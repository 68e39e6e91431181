//! Configuration types and loading.
//!
//! The configuration file supports JSONC format (JSON with comments).
//! Every section is optional; missing values fall back to defaults.

use std::fs;
use std::path::{Path, PathBuf};
use std::time::Duration;

use schemars::JsonSchema;
use serde::{Deserialize, Serialize};
use thiserror::Error;

use crate::constants::{
    APP_NAME, DEFAULT_DEADZONE, DEFAULT_REPEAT_INTERVAL_MS, DEFAULT_STORAGE_NAMESPACE,
    DEFAULT_VIEWPORT_HEIGHT, DEFAULT_VIEWPORT_WIDTH,
};
use crate::modules::input::GamepadSettings;
use crate::modules::layout::{Blueprint, Viewport, builtin_blueprints};
use crate::modules::persistence::FileStore;

/// Gamepad stick tuning.
#[derive(Debug, Clone, Copy, PartialEq, Serialize, Deserialize, JsonSchema)]
#[serde(default, rename_all = "camelCase")]
pub struct InputConfig {
    /// Stick magnitude (0.0 to 1.0) that must be exceeded before a stick
    /// produces commands. Default: 0.3
    pub deadzone: f64,

    /// Milliseconds between repeated commands while a stick is held.
    /// Default: 220
    pub repeat_interval_ms: u64,
}

impl Default for InputConfig {
    fn default() -> Self {
        Self {
            deadzone: DEFAULT_DEADZONE,
            repeat_interval_ms: DEFAULT_REPEAT_INTERVAL_MS,
        }
    }
}

impl InputConfig {
    /// Translator settings, with the deadzone clamped to `[0.0, 0.95]`.
    #[must_use]
    pub fn gamepad_settings(&self) -> GamepadSettings {
        let deadzone = if self.deadzone.is_finite() {
            self.deadzone.clamp(0.0, 0.95)
        } else {
            DEFAULT_DEADZONE
        };

        GamepadSettings {
            deadzone,
            repeat_interval: Duration::from_millis(self.repeat_interval_ms),
        }
    }
}

/// Where saved layouts are kept.
#[derive(Debug, Clone, PartialEq, Eq, Serialize, Deserialize, JsonSchema)]
#[serde(default, rename_all = "camelCase")]
pub struct PersistenceConfig {
    /// Prefix for storage keys. Default: "gridtile"
    pub namespace: String,

    /// Path to the layouts file. `~/` is expanded.
    /// Default: `<data dir>/gridtile/layouts.json`
    #[serde(skip_serializing_if = "Option::is_none")]
    pub path: Option<String>,
}

impl Default for PersistenceConfig {
    fn default() -> Self {
        Self {
            namespace: DEFAULT_STORAGE_NAMESPACE.to_string(),
            path: None,
        }
    }
}

impl PersistenceConfig {
    /// Resolved path of the layouts file.
    #[must_use]
    pub fn store_path(&self) -> PathBuf {
        self.path.as_deref().map_or_else(FileStore::default_path, expand_home)
    }
}

/// Pixel size of the area tiles map onto when applied to windows.
#[derive(Debug, Clone, Copy, PartialEq, Serialize, Deserialize, JsonSchema)]
#[serde(default, rename_all = "camelCase")]
pub struct ViewportConfig {
    /// Width in pixels. Default: 1920
    pub width: f64,
    /// Height in pixels. Default: 1080
    pub height: f64,
}

impl Default for ViewportConfig {
    fn default() -> Self {
        Self {
            width: DEFAULT_VIEWPORT_WIDTH,
            height: DEFAULT_VIEWPORT_HEIGHT,
        }
    }
}

impl ViewportConfig {
    #[must_use]
    pub const fn viewport(&self) -> Viewport { Viewport::new(self.width, self.height) }
}

/// External program that moves the frontmost window.
#[derive(Debug, Clone, Default, PartialEq, Eq, Serialize, Deserialize, JsonSchema)]
#[serde(default, rename_all = "camelCase")]
pub struct WindowHelperConfig {
    /// Program invoked as `<program> set-frame <x> <y> <w> <h>`.
    /// When unset, applying a tile to a window is unavailable.
    #[serde(skip_serializing_if = "Option::is_none")]
    pub program: Option<String>,
}

/// Root configuration structure for Gridtile.
#[derive(Debug, Clone, Default, PartialEq, Serialize, Deserialize, JsonSchema)]
#[serde(default, rename_all = "camelCase")]
pub struct GridtileConfig {
    /// Blueprints to cycle through. When empty, the built-in blueprints are used.
    pub blueprints: Vec<Blueprint>,

    /// Gamepad tuning.
    pub input: InputConfig,

    /// Saved layout storage.
    pub persistence: PersistenceConfig,

    /// Viewport used to convert tiles to pixels.
    pub viewport: ViewportConfig,

    /// Window helper program.
    pub window_helper: WindowHelperConfig,
}

impl GridtileConfig {
    /// Blueprints to use for a session.
    ///
    /// Configured blueprints that fail validation are skipped with a warning.
    /// Falls back to the built-in blueprints when none remain.
    #[must_use]
    pub fn catalog(&self) -> Vec<Blueprint> {
        let valid: Vec<Blueprint> = self
            .blueprints
            .iter()
            .filter(|blueprint| match blueprint.validate() {
                Ok(()) => true,
                Err(err) => {
                    tracing::warn!(blueprint = %blueprint.id, error = %err, "skipping invalid blueprint");
                    false
                }
            })
            .cloned()
            .collect();

        if valid.is_empty() {
            if !self.blueprints.is_empty() {
                tracing::warn!("no valid configured blueprints, using built-in blueprints");
            }
            return builtin_blueprints();
        }

        valid
    }
}

// ============================================================================
// Loading
// ============================================================================

/// Errors that can occur when loading the configuration.
#[derive(Debug, Error)]
pub enum ConfigError {
    /// No configuration file was found in any of the expected locations.
    #[error(
        "No configuration file found. Expected at ~/.config/gridtile/config.jsonc, \
         <config dir>/gridtile/config.jsonc, or ~/.gridtile.jsonc"
    )]
    NotFound,

    /// The configuration file exists but could not be read.
    #[error("Failed to read configuration file {path}: {source}")]
    Io {
        path: PathBuf,
        #[source]
        source: std::io::Error,
    },

    /// The configuration file contains invalid JSON.
    #[error("Failed to parse configuration file {path}: {source}")]
    Parse {
        path: PathBuf,
        #[source]
        source: serde_json::Error,
    },
}

/// Configuration file names to search for (in priority order).
const CONFIG_FILE_NAMES: &[&str] = &["config.jsonc", "config.json"];

/// Legacy configuration file names in home directory.
const LEGACY_CONFIG_FILE_NAMES: &[&str] = &[".gridtile.jsonc", ".gridtile.json"];

/// Returns the configuration file search paths in priority order.
///
/// 1. `$XDG_CONFIG_HOME/gridtile/config.{jsonc,json}`
/// 2. `~/.config/gridtile/config.{jsonc,json}`
/// 3. `<platform config dir>/gridtile/config.{jsonc,json}`
/// 4. `~/.gridtile.{jsonc,json}`
#[must_use]
pub fn config_paths() -> Vec<PathBuf> {
    let mut paths = Vec::new();
    let mut push_dir = |dir: PathBuf| {
        for filename in CONFIG_FILE_NAMES {
            let path = dir.join(filename);
            if !paths.contains(&path) {
                paths.push(path);
            }
        }
    };

    if let Ok(xdg_config) = std::env::var("XDG_CONFIG_HOME")
        && !xdg_config.is_empty()
    {
        push_dir(PathBuf::from(xdg_config).join(APP_NAME));
    }

    if let Some(home) = dirs::home_dir() {
        push_dir(home.join(".config").join(APP_NAME));
    }

    if let Some(config_dir) = dirs::config_dir() {
        push_dir(config_dir.join(APP_NAME));
    }

    if let Some(home) = dirs::home_dir() {
        for filename in LEGACY_CONFIG_FILE_NAMES {
            paths.push(home.join(filename));
        }
    }

    paths
}

/// Loads the configuration from the first existing file in [`config_paths`].
///
/// # Errors
///
/// Returns [`ConfigError::NotFound`] if no file exists, or a read/parse error
/// for the first file found.
pub fn load_config() -> Result<(GridtileConfig, PathBuf), ConfigError> {
    let path = config_paths().into_iter().find(|p| p.exists()).ok_or(ConfigError::NotFound)?;
    let config = load_config_from_path(&path)?;
    Ok((config, path))
}

/// Loads the configuration from a specific file.
///
/// # Errors
///
/// Returns an error if the file cannot be read or parsed.
pub fn load_config_from_path(path: &Path) -> Result<GridtileConfig, ConfigError> {
    let file = fs::File::open(path).map_err(|source| match source.kind() {
        std::io::ErrorKind::NotFound => ConfigError::NotFound,
        _ => ConfigError::Io { path: path.to_path_buf(), source },
    })?;

    // Strip comments from JSONC before parsing
    let reader = json_comments::StripComments::new(file);
    serde_json::from_reader(reader)
        .map_err(|source| ConfigError::Parse { path: path.to_path_buf(), source })
}

/// Expands a leading `~` to the home directory.
fn expand_home(path: &str) -> PathBuf {
    let expanded = shellexpand::tilde(path.trim());
    PathBuf::from(expanded.as_ref())
}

========================

### Exercise requirements
Filter the entries by the string "impl" and copy each matching line.

### Reply
impl Default for InputConfig {
impl InputConfig {
impl Default for PersistenceConfig {
impl PersistenceConfig {
impl Default for ViewportConfig {
impl ViewportConfig {
impl GridtileConfig {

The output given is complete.